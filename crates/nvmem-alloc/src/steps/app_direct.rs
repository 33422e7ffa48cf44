use std::collections::BTreeMap;

use crate::config_goal::{AppDirectSet, AppDirectSettings, ConfigGoal};
use crate::error::AllocationError;
use crate::layout::MemoryAllocationLayout;
use crate::request::MemoryAllocationRequest;
use crate::steps::{symmetric_share, LayoutStep};
use crate::types::{
    AppDirectExtent, Dimm, InterleaveSelector, InterleaveSize, InterleaveWays, ModeCapabilities,
    DIMMS_PER_SOCKET, IMCS_PER_SOCKET, MAX_APP_DIRECT_EXTENTS,
};

/// Socket population patterns tried for an interleave set, widest first.
///
/// Bit `n` is socket slot `n` (see [`Dimm::socket_slot`]).
pub const INTERLEAVE_SETS: [u8; 21] = [
    // x6
    0b111111,
    // x4
    0b001111, 0b111100, 0b110011,
    // x3
    0b010101, 0b101010,
    // x2 across controllers
    0b000011, 0b001100, 0b110000,
    // x2 across channels
    0b000101, 0b001010, 0b010100, 0b101000, 0b010001, 0b100010,
    // x1
    0b000001, 0b000010, 0b000100, 0b001000, 0b010000, 0b100000,
];

/// Places one requested app-direct extent.
pub struct AppDirectStep {
    index: usize,
    capabilities: ModeCapabilities,
    existing_max_set_id: u16,
}

impl AppDirectStep {
    pub fn new(index: usize, capabilities: ModeCapabilities, existing_max_set_id: u16) -> Self {
        Self {
            index,
            capabilities,
            existing_max_set_id,
        }
    }
}

impl LayoutStep for AppDirectStep {
    fn name(&self) -> &'static str {
        "app_direct"
    }

    fn execute(
        &self,
        request: &MemoryAllocationRequest,
        layout: &mut MemoryAllocationLayout,
    ) -> Result<(), AllocationError> {
        let Some(extent) = request.app_direct_extents.get(self.index) else {
            return Ok(());
        };
        let dimms = request.non_reserved_dimms();
        let placement = ExtentPlacement {
            step: self,
            extent,
            prior_set_counts: dimms
                .iter()
                .map(|dimm| {
                    let count = layout.goal(&dimm.uid).map_or(0, ConfigGoal::app_direct_count);
                    (dimm.uid.clone(), count)
                })
                .collect(),
        };

        let placed = if extent.capacity_gib == 0 {
            0
        } else if extent.interleave.is_by_one() {
            placement.by_one(layout, &dimms)
        } else {
            placement.interleaved(layout, &dimms)
        };

        tracing::debug!(
            target: "nvmem.alloc",
            extent = self.index,
            requested = extent.capacity_gib,
            placed,
            "app direct extent placed"
        );
        if let Some(slot) = layout.app_direct_capacities_gib.get_mut(self.index) {
            *slot = placed;
        }
        layout.app_direct_capacity_gib += placed;
        Ok(())
    }
}

struct ExtentPlacement<'s> {
    step: &'s AppDirectStep,
    extent: &'s AppDirectExtent,
    /// Sets each module held before this extent; anything above belongs to it.
    prior_set_counts: BTreeMap<String, usize>,
}

impl ExtentPlacement<'_> {
    /// One x1 set per module, an equal share on each.
    fn by_one(&self, layout: &mut MemoryAllocationLayout, dimms: &[&Dimm]) -> u64 {
        let settings_for = |dimm: &Dimm| self.settings(vec![dimm.uid.clone()]);
        let mut remaining = self.extent.capacity_gib;
        while remaining > 0 {
            let candidates: Vec<&Dimm> = dimms
                .iter()
                .copied()
                .filter(|dimm| self.can_map(layout, dimm, &settings_for(dimm)))
                .collect();
            let (share, included) = symmetric_share(layout, &candidates, remaining);
            if share == 0 {
                break;
            }
            let before = remaining;
            for dimm in included {
                if self.layout_set(layout, &[dimm], share) {
                    remaining -= share;
                }
            }
            if remaining == before {
                break;
            }
        }
        self.extent.capacity_gib - remaining
    }

    /// Repeats interleaved passes until the extent is placed or a pass places
    /// nothing. Later passes put the remainder on modules that still have room.
    fn interleaved(&self, layout: &mut MemoryAllocationLayout, dimms: &[&Dimm]) -> u64 {
        let mut remaining = self.extent.capacity_gib;
        while remaining > 0 {
            let placed = self.interleaved_pass(layout, dimms, remaining);
            if placed == 0 {
                break;
            }
            tracing::trace!(target: "nvmem.alloc", extent = self.step.index, placed, "interleaved pass");
            remaining = remaining.saturating_sub(placed);
        }
        self.extent.capacity_gib - remaining
    }

    /// Splits `requested_gib` evenly across sockets, then per socket lays out
    /// the widest sets the population allows.
    fn interleaved_pass(
        &self,
        layout: &mut MemoryAllocationLayout,
        dimms: &[&Dimm],
        requested_gib: u64,
    ) -> u64 {
        let mut sockets: BTreeMap<u16, Vec<&Dimm>> = BTreeMap::new();
        for dimm in dimms.iter().copied() {
            let usable = in_slot_map(dimm)
                && layout.unallocated_gib(dimm) > 0
                && self.has_set_room(layout, dimm);
            if usable {
                sockets.entry(dimm.socket_id).or_default().push(dimm);
            }
        }
        let dimm_count: usize = sockets.values().map(Vec::len).sum();
        if dimm_count == 0 {
            return 0;
        }

        let per_dimm = requested_gib / dimm_count as u64;
        sockets
            .values()
            .map(|socket_dimms| {
                let per_socket = per_dimm * socket_dimms.len() as u64;
                self.layout_socket(layout, socket_dimms, per_socket)
            })
            .sum()
    }

    fn layout_socket(
        &self,
        layout: &mut MemoryAllocationLayout,
        socket_dimms: &[&Dimm],
        per_socket: u64,
    ) -> u64 {
        let mut available: Vec<&Dimm> = socket_dimms.to_vec();
        let max_per_dimm = per_socket / available.len().max(1) as u64;
        let mut remaining = per_socket;

        while remaining > 0 && !available.is_empty() {
            let Some(set_dimms) = self.best_interleave(layout, &available) else {
                break;
            };
            let (share, included) = symmetric_share(layout, &set_dimms, remaining);
            let share = share.min(max_per_dimm);
            if share == 0 || included.len() != set_dimms.len() {
                break;
            }
            if self.layout_set(layout, &set_dimms, share) {
                remaining = remaining.saturating_sub(share * set_dimms.len() as u64);
            }
            available.retain(|dimm| !set_dimms.iter().any(|used| used.uid == dimm.uid));
        }
        per_socket - remaining
    }

    /// The widest pattern whose slots all hold a module with free capacity
    /// that can take another set.
    fn best_interleave<'d>(
        &self,
        layout: &MemoryAllocationLayout,
        dimms: &[&'d Dimm],
    ) -> Option<Vec<&'d Dimm>> {
        let mut by_slot: BTreeMap<u32, &'d Dimm> = BTreeMap::new();
        for dimm in dimms.iter().copied() {
            if in_slot_map(dimm) && layout.unallocated_gib(dimm) > 0 {
                by_slot.entry(dimm.socket_slot()).or_insert(dimm);
            }
        }
        let population = by_slot.keys().fold(0u8, |mask, slot| mask | (1 << slot));

        INTERLEAVE_SETS
            .iter()
            .filter(|pattern| population & **pattern == **pattern)
            .find_map(|pattern| {
                let set_dimms: Vec<&'d Dimm> = by_slot
                    .iter()
                    .filter(|(slot, _)| pattern & (1 << **slot) != 0)
                    .map(|(_, dimm)| *dimm)
                    .collect();
                let settings = self.settings(set_dimms.iter().map(|d| d.uid.clone()).collect());
                set_dimms
                    .iter()
                    .all(|dimm| self.can_map(layout, dimm, &settings))
                    .then_some(set_dimms)
            })
    }

    /// Whether `dimm` can hold `settings`: a free set slot, or a last set
    /// created by this extent that the new one can extend.
    fn can_map(&self, layout: &MemoryAllocationLayout, dimm: &Dimm, settings: &AppDirectSettings) -> bool {
        let Some(goal) = layout.goal(&dimm.uid) else {
            return true;
        };
        let count = goal.app_direct_count();
        if count < MAX_APP_DIRECT_EXTENTS {
            return true;
        }
        self.extends_last_set(goal, &dimm.uid, settings)
    }

    /// Whether `dimm` has a free set slot or a set from this extent that a
    /// later pass might extend.
    fn has_set_room(&self, layout: &MemoryAllocationLayout, dimm: &Dimm) -> bool {
        let Some(goal) = layout.goal(&dimm.uid) else {
            return true;
        };
        let prior = self.prior_set_counts.get(&dimm.uid).copied().unwrap_or(0);
        goal.app_direct_count() < MAX_APP_DIRECT_EXTENTS || goal.app_direct_count() > prior
    }

    fn extends_last_set(&self, goal: &ConfigGoal, uid: &str, settings: &AppDirectSettings) -> bool {
        let prior = self.prior_set_counts.get(uid).copied().unwrap_or(0);
        if goal.app_direct_count() <= prior {
            return false;
        }
        let last = goal.app_direct_2.as_ref().or(goal.app_direct_1.as_ref());
        last.is_some_and(|set| set.settings.compatible_with(settings))
    }

    /// Adds `size_gib` on each of `set_dimms` as one interleave set. Nothing
    /// is written unless every member can take it.
    fn layout_set(&self, layout: &mut MemoryAllocationLayout, set_dimms: &[&Dimm], size_gib: u64) -> bool {
        let settings = self.settings(set_dimms.iter().map(|d| d.uid.clone()).collect());
        let set_id = self
            .step
            .existing_max_set_id
            .max(layout.max_set_id())
            .saturating_add(1);

        let mut extends = Vec::with_capacity(set_dimms.len());
        for dimm in set_dimms {
            let goal = layout.goal(&dimm.uid);
            let extend = goal.is_some_and(|goal| self.extends_last_set(goal, &dimm.uid, &settings));
            let free_slot = goal.map_or(true, |goal| goal.app_direct_count() < MAX_APP_DIRECT_EXTENTS);
            if !extend && !free_slot {
                tracing::warn!(target: "nvmem.alloc", uid = %dimm.uid, "no free interleave set slot");
                return false;
            }
            extends.push(extend);
        }

        let mut used_id = None;
        for (dimm, extend) in set_dimms.iter().zip(extends) {
            let goal = layout.goal_mut(&dimm.uid);
            if extend {
                if let Some(last) = goal.last_set_mut() {
                    last.size_gib += size_gib;
                    used_id = Some(last.set_id);
                    continue;
                }
            }
            goal.push_set(AppDirectSet {
                size_gib,
                set_id,
                settings: settings.clone(),
            });
            used_id = Some(set_id);
        }
        if let Some(id) = used_id {
            layout.record_extent_set(self.step.index, id);
        }
        true
    }

    fn settings(&self, dimms: Vec<String>) -> AppDirectSettings {
        let ways = InterleaveWays::from_dimm_count(dimms.len()).unwrap_or(InterleaveWays::One);
        let (imc, channel) = match self.extent.interleave {
            InterleaveSelector::Explicit { imc, channel } => (imc, channel),
            InterleaveSelector::ByOne | InterleaveSelector::Default => self
                .step
                .capabilities
                .default_sizes_for(ways)
                .unwrap_or((InterleaveSize::default(), InterleaveSize::default())),
        };
        AppDirectSettings {
            ways,
            imc,
            channel,
            dimms,
        }
    }
}

/// Modules outside the two-controller slot map would share a slot with
/// another module, so interleaving never uses them.
fn in_slot_map(dimm: &Dimm) -> bool {
    usize::from(dimm.memory_controller_id) < IMCS_PER_SOCKET && dimm.socket_slot() < DIMMS_PER_SOCKET
}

-----

● **What the exercise asks**:
Search the records for the word "BTreeMap" and return every line that holds it.

● **Output for this exercise**:
use std::collections::BTreeMap;
    prior_set_counts: BTreeMap<String, usize>,
        let mut sockets: BTreeMap<u16, Vec<&Dimm>> = BTreeMap::new();
        let mut by_slot: BTreeMap<u32, &'d Dimm> = BTreeMap::new();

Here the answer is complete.